Padat Karya Restorasi Terumbu Karang
Ilustrasi terumbu karang. Foto: Pixabay
Miftahul Huda mengatakan, pemerintah telah melakukan sejumlah upaya untuk menyelamatkan terumbu karang Indonesia selama masa pandemi ini.
ADVERTISEMENT
Salah satu upaya tersebut adalah dengan mengembalikan aktivitas ekonomi masyarakat terutama untuk meningkatkan pendapatan masyarakat terutama pada level akar rumput yang sekaligus difungsikan sebagai restorasi terumbu karang.
“Maka kita mengenal adanya pemulihan ekonomi nasional, dalam konteks itulah kemudian kita mengenal adanya padat karya untuk restorasi terumbu karang,” ujarnya.
Salah satu program yang telah dilakukan menurut Huda adalah Indonesia Coral Reef Garden (ICRG) yang dilaksanakan secara padat karya. Program ini dilaksanakan di Bali pada 2020 dan melibatkan sekitar 11.200 orang untuk membuat struktur karang buatan pada 74,3 hektar lahan di Bali yang meliputi lima lokasi pesisir di Kabupaten Badung, Buleleng, dan Kota Denpasar.
Masyarakat yang terlibat dalam ICRG adalah yang paling terdampak langsung aktivitas wisata di Bali.

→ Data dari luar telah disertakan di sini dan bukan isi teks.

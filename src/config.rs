use std::path::Path;
use std::str::FromStr;

use anyhow::Context;
use knuffel::{Decode, DecodeScalar};
use serde::{Deserialize, Serialize};

use crate::vocoder::cheaptrick::CheapTrickOptions;
use crate::vocoder::d4c::D4cOptions;
use crate::vocoder::dio::DioOptions;
use crate::vocoder::harvest::HarvestOptions;
use crate::vocoder::{
    ALLOWED_RANGE, CHANNELS_IN_OCTAVE, F0_CEIL, F0_FLOOR, FRAME_PERIOD, Q1, SPEED, THRESHOLD,
};

/// F0 estimator used by the analysis pipeline.
#[derive(DecodeScalar, Debug, Clone, Copy, PartialEq, Eq, Default, Serialize, Deserialize)]
#[serde(rename_all = "lowercase")]
pub enum Estimator {
    #[default]
    Dio,
    Harvest,
}

impl FromStr for Estimator {
    type Err = String;

    fn from_str(s: &str) -> Result<Self, Self::Err> {
        match s.to_ascii_lowercase().as_str() {
            "dio" => Ok(Self::Dio),
            "harvest" => Ok(Self::Harvest),
            other => Err(format!("unknown estimator '{}', expected dio or harvest", other)),
        }
    }
}

/// Analysis settings, read from a KDL document such as
///
/// ```kdl
/// general threads=4 estimator="harvest" refine=true frame-period=5.0
/// f0 floor=71.0 ceil=800.0
/// dio channels-in-octave=2.0 speed=1 allowed-range=0.1
/// cheaptrick q1=-0.15
/// d4c threshold=0.85
/// ```
///
/// Every node and property may be omitted.
#[derive(Decode, Debug, Clone, Default, PartialEq, Serialize, Deserialize)]
pub struct AnalysisConfig {
    #[knuffel(child)]
    pub general: Option<GeneralConfig>,
    #[knuffel(child)]
    pub f0: Option<F0Config>,
    #[knuffel(child)]
    pub dio: Option<DioConfig>,
    #[knuffel(child)]
    pub cheaptrick: Option<CheapTrickConfig>,
    #[knuffel(child)]
    pub d4c: Option<D4cConfig>,
}

#[derive(Decode, Debug, Clone, Default, PartialEq, Serialize, Deserialize)]
pub struct GeneralConfig {
    /// Worker threads, 0 for the rayon default.
    #[knuffel(property)]
    pub threads: Option<usize>,
    #[knuffel(property)]
    pub estimator: Option<Estimator>,
    #[knuffel(property)]
    pub refine: Option<bool>,
    #[knuffel(property)]
    pub frame_period: Option<f64>,
}

#[derive(Decode, Debug, Clone, Default, PartialEq, Serialize, Deserialize)]
pub struct F0Config {
    #[knuffel(property)]
    pub floor: Option<f64>,
    #[knuffel(property)]
    pub ceil: Option<f64>,
}

#[derive(Decode, Debug, Clone, Default, PartialEq, Serialize, Deserialize)]
pub struct DioConfig {
    #[knuffel(property)]
    pub channels_in_octave: Option<f64>,
    #[knuffel(property)]
    pub speed: Option<usize>,
    #[knuffel(property)]
    pub allowed_range: Option<f64>,
}

#[derive(Decode, Debug, Clone, Default, PartialEq, Serialize, Deserialize)]
pub struct CheapTrickConfig {
    #[knuffel(property)]
    pub q1: Option<f64>,
}

#[derive(Decode, Debug, Clone, Default, PartialEq, Serialize, Deserialize)]
pub struct D4cConfig {
    #[knuffel(property)]
    pub threshold: Option<f64>,
}

impl AnalysisConfig {
    pub fn load<P: AsRef<Path>>(path: P) -> anyhow::Result<Self> {
        let path = path.as_ref();
        let content = std::fs::read_to_string(path)
            .with_context(|| format!("Failed to read config {}", path.display()))?;
        Self::parse(&content)
    }

    pub fn parse(text: &str) -> anyhow::Result<Self> {
        let config = knuffel::parse("config.kdl", text)?;
        Ok(config)
    }

    fn general(&self) -> GeneralConfig {
        self.general.clone().unwrap_or_default()
    }

    pub fn threads(&self) -> usize {
        self.general().threads.unwrap_or(0)
    }

    pub fn estimator(&self) -> Estimator {
        self.general().estimator.unwrap_or_default()
    }

    pub fn refine(&self) -> bool {
        self.general().refine.unwrap_or(true)
    }

    /// Milliseconds.
    pub fn frame_period(&self) -> f64 {
        self.general().frame_period.unwrap_or(FRAME_PERIOD)
    }

    pub fn f0_range(&self) -> (f64, f64) {
        let f0 = self.f0.clone().unwrap_or_default();
        (f0.floor.unwrap_or(F0_FLOOR), f0.ceil.unwrap_or(F0_CEIL))
    }

    pub fn with_estimator(mut self, estimator: Estimator) -> Self {
        self.general.get_or_insert_with(Default::default).estimator = Some(estimator);
        self
    }

    pub fn with_frame_period(mut self, frame_period: f64) -> Self {
        self.general.get_or_insert_with(Default::default).frame_period = Some(frame_period);
        self
    }

    pub fn dio_options(&self) -> DioOptions {
        let (floor, ceil) = self.f0_range();
        let dio = self.dio.clone().unwrap_or_default();
        DioOptions::default()
            .with_f0_range(floor, ceil)
            .with_frame_period(self.frame_period())
            .with_channels_in_octave(dio.channels_in_octave.unwrap_or(CHANNELS_IN_OCTAVE))
            .with_speed(dio.speed.unwrap_or(SPEED))
            .with_allowed_range(dio.allowed_range.unwrap_or(ALLOWED_RANGE))
    }

    pub fn harvest_options(&self) -> HarvestOptions {
        let (floor, ceil) = self.f0_range();
        HarvestOptions::default()
            .with_f0_range(floor, ceil)
            .with_frame_period(self.frame_period())
    }

    /// The FFT size follows the configured F0 floor.
    pub fn cheaptrick_options(&self) -> CheapTrickOptions {
        let q1 = self.cheaptrick.as_ref().and_then(|c| c.q1).unwrap_or(Q1);
        CheapTrickOptions::default()
            .with_q1(q1)
            .with_f0_floor(self.f0_range().0)
    }

    pub fn d4c_options(&self, fft_size: usize) -> D4cOptions {
        let threshold = self.d4c.as_ref().and_then(|c| c.threshold).unwrap_or(THRESHOLD);
        D4cOptions::new(fft_size).with_threshold(threshold)
    }
}

#[cfg(test)]
mod tests {
    use super::*;

    #[test]
    fn test_empty_document_uses_defaults() {
        let config = AnalysisConfig::parse("").unwrap();
        assert_eq!(config, AnalysisConfig::default());
        assert_eq!(config.estimator(), Estimator::Dio);
        assert!(config.refine());
        assert_eq!(config.threads(), 0);
        assert_eq!(config.frame_period(), FRAME_PERIOD);
        assert_eq!(config.dio_options(), DioOptions::default());
        assert_eq!(config.harvest_options(), HarvestOptions::default());
        assert_eq!(config.cheaptrick_options(), CheapTrickOptions::default());
    }

    #[test]
    fn test_full_document() {
        let config = AnalysisConfig::parse(
            r#"
            general threads=4 estimator="harvest" refine=false frame-period=2.5
            f0 floor=60.0 ceil=600.0
            dio channels-in-octave=3.0 speed=2 allowed-range=0.2
            cheaptrick q1=-0.1
            d4c threshold=0.5
            "#,
        )
        .unwrap();
        assert_eq!(config.threads(), 4);
        assert_eq!(config.estimator(), Estimator::Harvest);
        assert!(!config.refine());
        assert_eq!(config.frame_period(), 2.5);
        assert_eq!(config.f0_range(), (60.0, 600.0));

        let dio = config.dio_options();
        assert_eq!(dio.channels_in_octave, 3.0);
        assert_eq!(dio.speed, 2);
        assert_eq!(dio.allowed_range, 0.2);
        assert_eq!(dio.frame_period, 2.5);

        let harvest = config.harvest_options();
        assert_eq!((harvest.f0_floor, harvest.f0_ceil), (60.0, 600.0));
        assert_eq!(config.cheaptrick_options().q1, -0.1);

        let d4c = config.d4c_options(1024);
        assert_eq!(d4c.fft_size, 1024);
        assert_eq!(d4c.threshold, 0.5);
    }

    #[test]
    fn test_partial_general_node() {
        let config = AnalysisConfig::parse("general estimator=\"harvest\"").unwrap();
        assert_eq!(config.estimator(), Estimator::Harvest);
        assert!(config.refine());
        assert_eq!(config.frame_period(), FRAME_PERIOD);
    }

    #[test]
    fn test_rejects_unknown_estimator() {
        assert!(AnalysisConfig::parse("general estimator=\"yin\"").is_err());
        assert!("yin".parse::<Estimator>().is_err());
        assert_eq!("Harvest".parse::<Estimator>(), Ok(Estimator::Harvest));
    }

    #[test]
    fn test_overrides() {
        let config = AnalysisConfig::default()
            .with_estimator(Estimator::Harvest)
            .with_frame_period(1.0);
        assert_eq!(config.estimator(), Estimator::Harvest);
        assert_eq!(config.frame_period(), 1.0);
    }
}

Program ini diharapkan mampu menghadirkan atraksi wisata baru sehingga bisa lebih banyak mendatangkan wisatawan pasca pandemi nanti.
ADVERTISEMENT
“Harapannya dapat menumbuhkan kesadaran masyarakat untuk memulihkan karang, tetapi sekaligus menumbuhkan kegiatan ekonomi masyarakat pada level bawah,” ujar Miftahul Huda.

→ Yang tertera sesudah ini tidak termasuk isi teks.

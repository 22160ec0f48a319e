pub mod cheaptrick;
pub mod codec;
pub mod d4c;
pub mod dio;
pub mod harvest;
pub mod pipeline;
pub mod stonemask;
pub mod synthesis;

use std::f64::consts::PI;

use crate::error::{
    check_f0_below_nyquist, check_frame_period, check_sample_rate, Result, VocoderError,
};
use crate::matrix::FrameMatrix;
use crate::util::matlab_round;

pub const F0_FLOOR: f64 = 71.0;
pub const F0_CEIL: f64 = 800.0;
/// Milliseconds between frames.
pub const FRAME_PERIOD: f64 = 5.0;
pub const CHANNELS_IN_OCTAVE: f64 = 2.0;
pub const SPEED: usize = 1;
pub const ALLOWED_RANGE: f64 = 0.1;
pub const Q1: f64 = -0.15;
pub const THRESHOLD: f64 = 0.85;

/// F0 assumed for unvoiced frames by the envelope estimator and synthesis.
pub const DEFAULT_F0: f64 = 500.0;
pub const FLOOR_F0_STONEMASK: f64 = 40.0;
pub const FLOOR_F0_D4C: f64 = 47.0;
pub const SAFE_GUARD_MINIMUM: f64 = 1e-12;
pub(crate) const EPS: f64 = f64::EPSILON;

/// Mono input signal.
#[derive(Debug, Clone, PartialEq)]
pub struct Waveform {
    pub samples: Vec<f64>,
    pub sample_rate: u32,
}

impl Waveform {
    pub fn new(samples: Vec<f64>, sample_rate: u32) -> Result<Self> {
        check_sample_rate(sample_rate)?;
        Ok(Self { samples, sample_rate })
    }

    pub fn fs(&self) -> f64 {
        self.sample_rate as f64
    }

    pub fn len(&self) -> usize {
        self.samples.len()
    }

    pub fn is_empty(&self) -> bool {
        self.samples.is_empty()
    }

    pub fn duration(&self) -> f64 {
        self.samples.len() as f64 / self.fs()
    }
}

/// F0 contour together with the frame times it was estimated at.
#[derive(Debug, Clone, PartialEq)]
pub struct F0Track {
    pub f0: Vec<f64>,
    pub temporal_positions: Vec<f64>,
}

impl F0Track {
    pub fn new(f0: Vec<f64>, temporal_positions: Vec<f64>) -> Result<Self> {
        if f0.len() != temporal_positions.len() {
            return Err(VocoderError::invalid_length(
                "temporal positions",
                f0.len(),
                temporal_positions.len(),
            ));
        }
        Ok(Self { f0, temporal_positions })
    }

    /// Track on the regular grid of `frame_period` milliseconds.
    pub fn on_grid(f0: Vec<f64>, frame_period: f64) -> Result<Self> {
        check_frame_period(frame_period)?;
        let temporal_positions = temporal_positions(f0.len(), frame_period);
        Ok(Self { f0, temporal_positions })
    }

    pub fn len(&self) -> usize {
        self.f0.len()
    }

    pub fn is_empty(&self) -> bool {
        self.f0.is_empty()
    }

    pub fn voiced_count(&self) -> usize {
        self.f0.iter().filter(|&&f| f > 0.0).count()
    }

    pub(crate) fn validate(&self) -> Result<()> {
        if self.f0.len() != self.temporal_positions.len() {
            return Err(VocoderError::invalid_length(
                "temporal positions",
                self.f0.len(),
                self.temporal_positions.len(),
            ));
        }
        check_f0_values(&self.f0)
    }

    /// Like [`F0Track::validate`], and also rejects F0 at or above Nyquist.
    pub(crate) fn validate_for(&self, sample_rate: u32) -> Result<()> {
        self.validate()?;
        check_f0_below_nyquist(&self.f0, sample_rate)
    }
}

fn check_f0_values(f0: &[f64]) -> Result<()> {
    if let Some(bad) = f0.iter().find(|f| !f.is_finite() || **f < 0.0) {
        return Err(VocoderError::invalid_param(
            "f0",
            format!("values must be finite and non-negative, got {}", bad),
        ));
    }
    Ok(())
}

/// Everything the synthesizer consumes.
#[derive(Debug, Clone, PartialEq)]
pub struct SynthesisParameters {
    pub f0: Vec<f64>,
    pub spectrogram: FrameMatrix,
    pub aperiodicity: FrameMatrix,
    pub sample_rate: u32,
    /// Milliseconds.
    pub frame_period: f64,
}

impl SynthesisParameters {
    pub fn frame_count(&self) -> usize {
        self.f0.len()
    }

    /// FFT length implied by the envelope bin count.
    pub fn fft_size(&self) -> usize {
        self.spectrogram.num_cols().saturating_sub(1) * 2
    }

    /// Checks frame and bin agreement between the three streams and the
    /// range of their values.
    pub fn validate(&self) -> Result<()> {
        check_sample_rate(self.sample_rate)?;
        check_frame_period(self.frame_period)?;
        let frames = self.f0.len();
        if self.spectrogram.num_rows() != frames {
            return Err(VocoderError::invalid_length(
                "spectrogram frames",
                frames,
                self.spectrogram.num_rows(),
            ));
        }
        if self.aperiodicity.num_rows() != frames {
            return Err(VocoderError::invalid_length(
                "aperiodicity frames",
                frames,
                self.aperiodicity.num_rows(),
            ));
        }
        if self.aperiodicity.num_cols() != self.spectrogram.num_cols() {
            return Err(VocoderError::invalid_length(
                "aperiodicity bins",
                self.spectrogram.num_cols(),
                self.aperiodicity.num_cols(),
            ));
        }
        check_f0_values(&self.f0)?;
        check_f0_below_nyquist(&self.f0, self.sample_rate)?;
        if let Some(bad) = self.spectrogram.values().find(|p| !p.is_finite() || *p < 0.0) {
            return Err(VocoderError::invalid_param(
                "spectrogram",
                format!("power must be finite and non-negative, got {}", bad),
            ));
        }
        if let Some(bad) = self.aperiodicity.values().find(|a| !(0.0..=1.0).contains(a)) {
            return Err(VocoderError::invalid_param(
                "aperiodicity",
                format!("values must lie in [0, 1], got {}", bad),
            ));
        }
        Ok(())
    }
}

/// Number of frames for a waveform of `x_length` samples.
pub fn frame_count(sample_rate: u32, x_length: usize, frame_period: f64) -> usize {
    if x_length == 0 || sample_rate == 0 {
        return 0;
    }
    (1000.0 * x_length as f64 / sample_rate as f64 / frame_period) as usize + 1
}

/// Frame times in seconds.
pub fn temporal_positions(frames: usize, frame_period: f64) -> Vec<f64> {
    (0..frames).map(|i| i as f64 * frame_period / 1000.0).collect()
}

/// Window families used for frame extraction.
#[derive(Debug, Clone, Copy, PartialEq, Eq)]
pub(crate) enum WindowKind {
    Hanning,
    Blackman,
}

/// Cuts `ratio` periods of `f0` around `position` with edge clamping,
/// applies the window, adds a tiny noise floor and removes the
/// window-weighted mean. Writes into `out` (zero-padded) and returns the
/// window length and the window energy `sum(w^2)`.
pub(crate) fn windowed_segment<R: rand::Rng>(
    x: &[f64],
    fs: f64,
    f0: f64,
    position: f64,
    kind: WindowKind,
    ratio: f64,
    rng: &mut R,
    out: &mut [f64],
) -> (usize, f64) {
    let half = matlab_round(ratio * fs / f0 / 2.0).max(0) as usize;
    let len = (half * 2 + 1).min(out.len());
    let last = x.len().saturating_sub(1) as i64;
    let origin = position * fs;

    out.iter_mut().for_each(|v| *v = 0.0);
    if x.is_empty() {
        return (len, 0.0);
    }

    let mut window_sum = 0.0;
    let mut signal_sum = 0.0;
    let mut window = Vec::with_capacity(len);
    for (i, slot) in out.iter_mut().take(len).enumerate() {
        let offset = i as f64 - half as f64;
        let t = 2.0 * offset / ratio / fs;
        let w = match kind {
            WindowKind::Hanning => 0.5 * (PI * t * f0).cos() + 0.5,
            WindowKind::Blackman => {
                0.42 + 0.5 * (PI * t * f0).cos() + 0.08 * (2.0 * PI * t * f0).cos()
            }
        };
        let index = matlab_round(origin + offset).clamp(0, last) as usize;
        *slot = x[index] * w + crate::rng::randn(rng) * SAFE_GUARD_MINIMUM;
        window_sum += w;
        signal_sum += *slot;
        window.push(w);
    }
    let weight = signal_sum / window_sum;
    for (slot, w) in out.iter_mut().zip(&window) {
        *slot -= w * weight;
    }
    (len, window.iter().map(|w| w * w).sum())
}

Kondisi Terumbu Karang Terakhir
Anemon karang lunak. Foto: Pixabay
Di kesempatan yang sama, peneliti senior bidang oseanografi Lembaga Ilmu Pengetahuan Indonesia (LIPI), Suharsono, mengatakan, selama lima tahun terakhir sejak 2015 sampai 2016, persentase tutupan karang hidup di Indonesia sebenarnya perlahan mulai membaik.

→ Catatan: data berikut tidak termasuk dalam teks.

//! StoneMask: F0 refinement from the instantaneous frequency of the
//! harmonics.
//!
//! The instantaneous frequency at bin `k` is obtained from the spectra of the
//! signal under a Blackman window and under the window's time derivative:
//! `k * fs / N + Im(conj(X) * X_d) / |X|^2 * fs / 2pi`.

use std::collections::HashMap;
use std::f64::consts::PI;

use log::info;
use rayon::prelude::*;
use rustfft::num_complex::Complex;

use super::{F0Track, Waveform, FLOOR_F0_STONEMASK, SAFE_GUARD_MINIMUM};
use crate::error::{check_sample_rate, Result};
use crate::fft::ForwardRealFft;
use crate::util::{matlab_round, parabolic_peak_offset};

const TENTATIVE_HARMONICS: usize = 2;
const MAXIMUM_HARMONICS: usize = 6;
const MAXIMUM_CORRECTION: f64 = 0.2;

/// Refines every voiced frame of `track`. Unvoiced frames stay 0 and voiced
/// frames never become unvoiced.
pub fn stonemask(waveform: &Waveform, track: &F0Track) -> Result<Vec<f64>> {
    check_sample_rate(waveform.sample_rate)?;
    track.validate()?;
    if track.is_empty() {
        return Ok(Vec::new());
    }
    info!(
        "stonemask: refining {} voiced of {} frames",
        track.voiced_count(),
        track.len()
    );

    let fs = waveform.fs();
    let x = &waveform.samples;
    Ok(track
        .f0
        .par_iter()
        .zip(track.temporal_positions.par_iter())
        .map_init(HarmonicAnalyzer::new, |analyzer, (&f0, &position)| {
            refine_frame(analyzer, x, fs, position, f0)
        })
        .collect())
}

fn refine_frame(
    analyzer: &mut HarmonicAnalyzer,
    x: &[f64],
    fs: f64,
    position: f64,
    f0: f64,
) -> f64 {
    if f0 == 0.0 {
        return 0.0;
    }
    if f0 <= FLOOR_F0_STONEMASK || f0 > fs / 12.0 || x.is_empty() {
        return f0;
    }

    // Two harmonics first so that the higher ones are read at the right bins.
    analyzer.transform(x, fs, position, f0);
    let tentative = weighted_f0(&analyzer.harmonics(fs, f0, TENTATIVE_HARMONICS, true));
    if !(tentative > 0.0 && tentative <= 2.0 * f0) {
        return f0;
    }
    let count = ((fs / 2.0 / tentative) as usize).clamp(1, MAXIMUM_HARMONICS);
    let refined = weighted_f0(&analyzer.harmonics(fs, tentative, count, true));

    if !refined.is_finite()
        || refined < FLOOR_F0_STONEMASK
        || refined > fs / 12.0
        || (refined - f0).abs() > f0 * MAXIMUM_CORRECTION
    {
        f0
    } else {
        refined
    }
}

/// Amplitude-weighted F0 implied by harmonics `1..=n`.
fn weighted_f0(harmonics: &[Harmonic]) -> f64 {
    let numerator: f64 = harmonics.iter().map(|h| h.amplitude * h.frequency).sum();
    let denominator: f64 = harmonics
        .iter()
        .enumerate()
        .map(|(i, h)| h.amplitude * (i + 1) as f64)
        .sum();
    numerator / (denominator + SAFE_GUARD_MINIMUM)
}

/// Instantaneous frequency and amplitude measured at one harmonic.
#[derive(Debug, Clone, Copy, PartialEq)]
pub(crate) struct Harmonic {
    pub frequency: f64,
    pub amplitude: f64,
}

/// Per-worker scratch for harmonic instantaneous-frequency analysis. FFT
/// workspaces are cached by size since the window length follows F0.
pub(crate) struct HarmonicAnalyzer {
    transforms: HashMap<usize, ForwardRealFft>,
    main_window: Vec<f64>,
    diff_window: Vec<f64>,
    main: Vec<f64>,
    diff: Vec<f64>,
    main_spectrum: Vec<Complex<f64>>,
    fft_size: usize,
    power: Vec<f64>,
    numerator: Vec<f64>,
}

impl HarmonicAnalyzer {
    pub fn new() -> Self {
        Self {
            transforms: HashMap::new(),
            main_window: Vec::new(),
            diff_window: Vec::new(),
            main: Vec::new(),
            diff: Vec::new(),
            main_spectrum: Vec::new(),
            fft_size: 0,
            power: Vec::new(),
            numerator: Vec::new(),
        }
    }

    /// Analyses harmonics `1..=count` of `f0` around `position` seconds.
    pub fn analyze(
        &mut self,
        x: &[f64],
        fs: f64,
        position: f64,
        f0: f64,
        count: usize,
        snap_to_peak: bool,
    ) -> Vec<Harmonic> {
        self.transform(x, fs, position, f0);
        self.harmonics(fs, f0, count, snap_to_peak)
    }

    /// Spectra of the frame at `position` under a three-period Blackman
    /// window of `f0` and under its derivative.
    pub fn transform(&mut self, x: &[f64], fs: f64, position: f64, f0: f64) {
        let half = (1.5 * fs / f0 + 1.0) as usize;
        let len = half * 2 + 1;
        let window_length_in_time = len as f64 / fs;
        let fft_size = 1usize << (2 + (len as f64).log2() as u32);
        let basic_index = matlab_round((position - half as f64 / fs) * fs + 0.001);
        let last = x.len() as i64 - 1;

        self.main_window.clear();
        self.main.clear();
        for i in 0..len {
            let index = basic_index + i as i64 - 1;
            let t = index as f64 / fs - position;
            let w = 0.42
                + 0.5 * (2.0 * PI * t / window_length_in_time).cos()
                + 0.08 * (4.0 * PI * t / window_length_in_time).cos();
            self.main_window.push(w);
            self.main.push(x[index.clamp(0, last) as usize] * w);
        }

        self.diff_window.clear();
        self.diff_window.push(-self.main_window[1] / 2.0);
        for i in 1..len - 1 {
            self.diff_window
                .push(-(self.main_window[i + 1] - self.main_window[i - 1]) / 2.0);
        }
        self.diff_window.push(self.main_window[len - 2] / 2.0);

        self.diff.clear();
        for (i, w) in self.diff_window.iter().enumerate() {
            let index = basic_index + i as i64 - 1;
            self.diff.push(x[index.clamp(0, last) as usize] * w);
        }

        let fft = self
            .transforms
            .entry(fft_size)
            .or_insert_with(|| ForwardRealFft::new(fft_size));
        self.main_spectrum.clear();
        self.main_spectrum.extend_from_slice(fft.process(&self.main));
        let diff_spectrum = fft.process(&self.diff);

        self.power.clear();
        self.numerator.clear();
        for (m, d) in self.main_spectrum.iter().zip(diff_spectrum) {
            self.power.push(m.norm_sqr());
            self.numerator.push(m.re * d.im - m.im * d.re);
        }
        self.fft_size = fft_size;
    }

    /// Reads harmonics `1..=count` of `f0` from the last [`transform`].
    /// With `snap_to_peak`, a harmonic whose power peak lies closer to a
    /// neighbouring bin is read there instead.
    ///
    /// [`transform`]: HarmonicAnalyzer::transform
    pub fn harmonics(&self, fs: f64, f0: f64, count: usize, snap_to_peak: bool) -> Vec<Harmonic> {
        let fft_size = self.fft_size;
        let bins = self.power.len();
        if bins == 0 {
            return Vec::new();
        }
        (1..=count)
            .map(|h| {
                let mut index = matlab_round(f0 * fft_size as f64 / fs * h as f64)
                    .clamp(0, bins as i64 - 1) as usize;
                if snap_to_peak && index >= 1 && index + 1 < bins {
                    let offset = parabolic_peak_offset(
                        self.power[index - 1],
                        self.power[index],
                        self.power[index + 1],
                    );
                    if offset > 0.5 {
                        index += 1;
                    } else if offset < -0.5 {
                        index -= 1;
                    }
                }
                let power = self.power[index];
                let frequency = if power == 0.0 {
                    0.0
                } else {
                    index as f64 * fs / fft_size as f64
                        + self.numerator[index] / power * fs / 2.0 / PI
                };
                Harmonic {
                    frequency,
                    amplitude: power.sqrt(),
                }
            })
            .collect()
    }
}

#[cfg(test)]
mod tests {
    use super::*;

    fn harmonic_signal(f0: f64, fs: u32, seconds: f64) -> Waveform {
        let len = (fs as f64 * seconds) as usize;
        let samples = (0..len)
            .map(|i| {
                let t = i as f64 / fs as f64;
                (1..=4)
                    .map(|h| (2.0 * PI * f0 * h as f64 * t).sin() / h as f64)
                    .sum::<f64>()
            })
            .collect();
        Waveform::new(samples, fs).unwrap()
    }

    #[test]
    fn test_instantaneous_frequency_of_sine() {
        let fs = 16000.0;
        let x: Vec<f64> = (0..4000).map(|i| (2.0 * PI * 203.0 * i as f64 / fs).sin()).collect();
        let mut analyzer = HarmonicAnalyzer::new();
        let harmonics = analyzer.analyze(&x, fs, 0.1, 200.0, 1, false);
        assert!((harmonics[0].frequency - 203.0).abs() < 0.5, "{:?}", harmonics);
    }

    #[test]
    fn test_refines_towards_true_f0() {
        let waveform = harmonic_signal(180.0, 16000, 0.3);
        let frames = 40;
        let f0 = vec![170.0; frames];
        let track = F0Track::on_grid(f0, 5.0).unwrap();
        let refined = stonemask(&waveform, &track).unwrap();
        for &f in &refined[5..35] {
            assert!((f - 180.0).abs() < 1.0, "refined {}", f);
        }
    }

    #[test]
    fn test_recovers_from_distant_start() {
        let waveform = harmonic_signal(200.0, 16000, 0.3);
        for start in [176.0, 222.0] {
            let track = F0Track::on_grid(vec![start; 40], 5.0).unwrap();
            let refined = stonemask(&waveform, &track).unwrap();
            for &f in &refined[8..32] {
                assert!((f - 200.0).abs() < 2.0, "from {} refined {}", start, f);
            }
        }
    }

    #[test]
    fn test_tentative_pass_uses_two_harmonics() {
        let waveform = harmonic_signal(200.0, 16000, 0.3);
        let mut analyzer = HarmonicAnalyzer::new();
        analyzer.transform(&waveform.samples, 16000.0, 0.15, 176.0);
        let tentative = weighted_f0(&analyzer.harmonics(16000.0, 176.0, TENTATIVE_HARMONICS, true));
        assert!((tentative - 200.0).abs() < 10.0, "tentative {}", tentative);
    }

    #[test]
    fn test_unvoiced_frames_untouched() {
        let waveform = harmonic_signal(150.0, 16000, 0.2);
        let f0 = vec![0.0, 150.0, 0.0, 0.0, 148.0, 0.0];
        let track = F0Track::on_grid(f0.clone(), 5.0).unwrap();
        let refined = stonemask(&waveform, &track).unwrap();
        for (before, after) in f0.iter().zip(&refined) {
            assert_eq!(*before == 0.0, *after == 0.0);
        }
    }

    #[test]
    fn test_out_of_range_frames_keep_input() {
        let waveform = harmonic_signal(150.0, 8000, 0.1);
        let f0 = vec![30.0, 900.0];
        let track = F0Track::on_grid(f0.clone(), 5.0).unwrap();
        let refined = stonemask(&waveform, &track).unwrap();
        assert_eq!(refined, f0);
    }

    #[test]
    fn test_length_mismatch_is_rejected() {
        let waveform = harmonic_signal(150.0, 8000, 0.1);
        let track = F0Track {
            f0: vec![150.0; 3],
            temporal_positions: vec![0.0; 2],
        };
        assert!(stonemask(&waveform, &track).is_err());
    }
}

Secara umum, pada 2015 kesehatan terumbu karang di Indonesia sebesar 31,46 persen. Pada 2016 sempat turun drastis di angka 26,18 persen karena adanya bleaching, yakni peristiwa elnino yang berupa suhu air yang memanas di atas normal.
Tapi pada 2017 perlahan mulai naik lagi menjadi 26,13 persen, pada 2018 27,96 persen, serta pada 2019 ada di angka 29,42 persen.
ADVERTISEMENT
“2020 kami shutdown, tidak melakukan pengamatan karena pandemi. Di 2021 ini teman-teman sudah ke lapangan lagi untuk melihat kondisi terumbu karang selama pandemi, tapi kita belum dapat datanya,” kata Suharsono.
Sementara itu, indeks kesehatan terumbu karang yang penilaiannya meliputi kondisi ikan karang, algae, dan terumbu karang itu sendiri, mendapatkan nilai 5 dari 10, yang artinya kondisinya sedang.
Berbeda dengan Miftachul Huda yang mengkhawatirkan kondisi terumbu karang selama pandemi karena meningkatnya aktivitas nelayan yang merusak, Suharsono justru optimis pandemi membuat kondisi terumbu karang lebih baik. Hal ini karena pandemi membuat aktivitas manusia di laut, terutama aktivitas pariwisata menurun drastis sehingga membuat proses recovery terumbu karang lebih baik.
“Dengan adanya pandemi itu kegiatan-kegiatan yang ada di laut itu menjadi lebih turun sehingga saya punya feeling terumbu karangnya menjadi lebih baik malah, kecuali kalau benar pengebomannya makin banyak terutama di Sulawesi Tenggara dan Selatan. Makanya kita masih menunggu data tahun 2021,” kata Suharsono.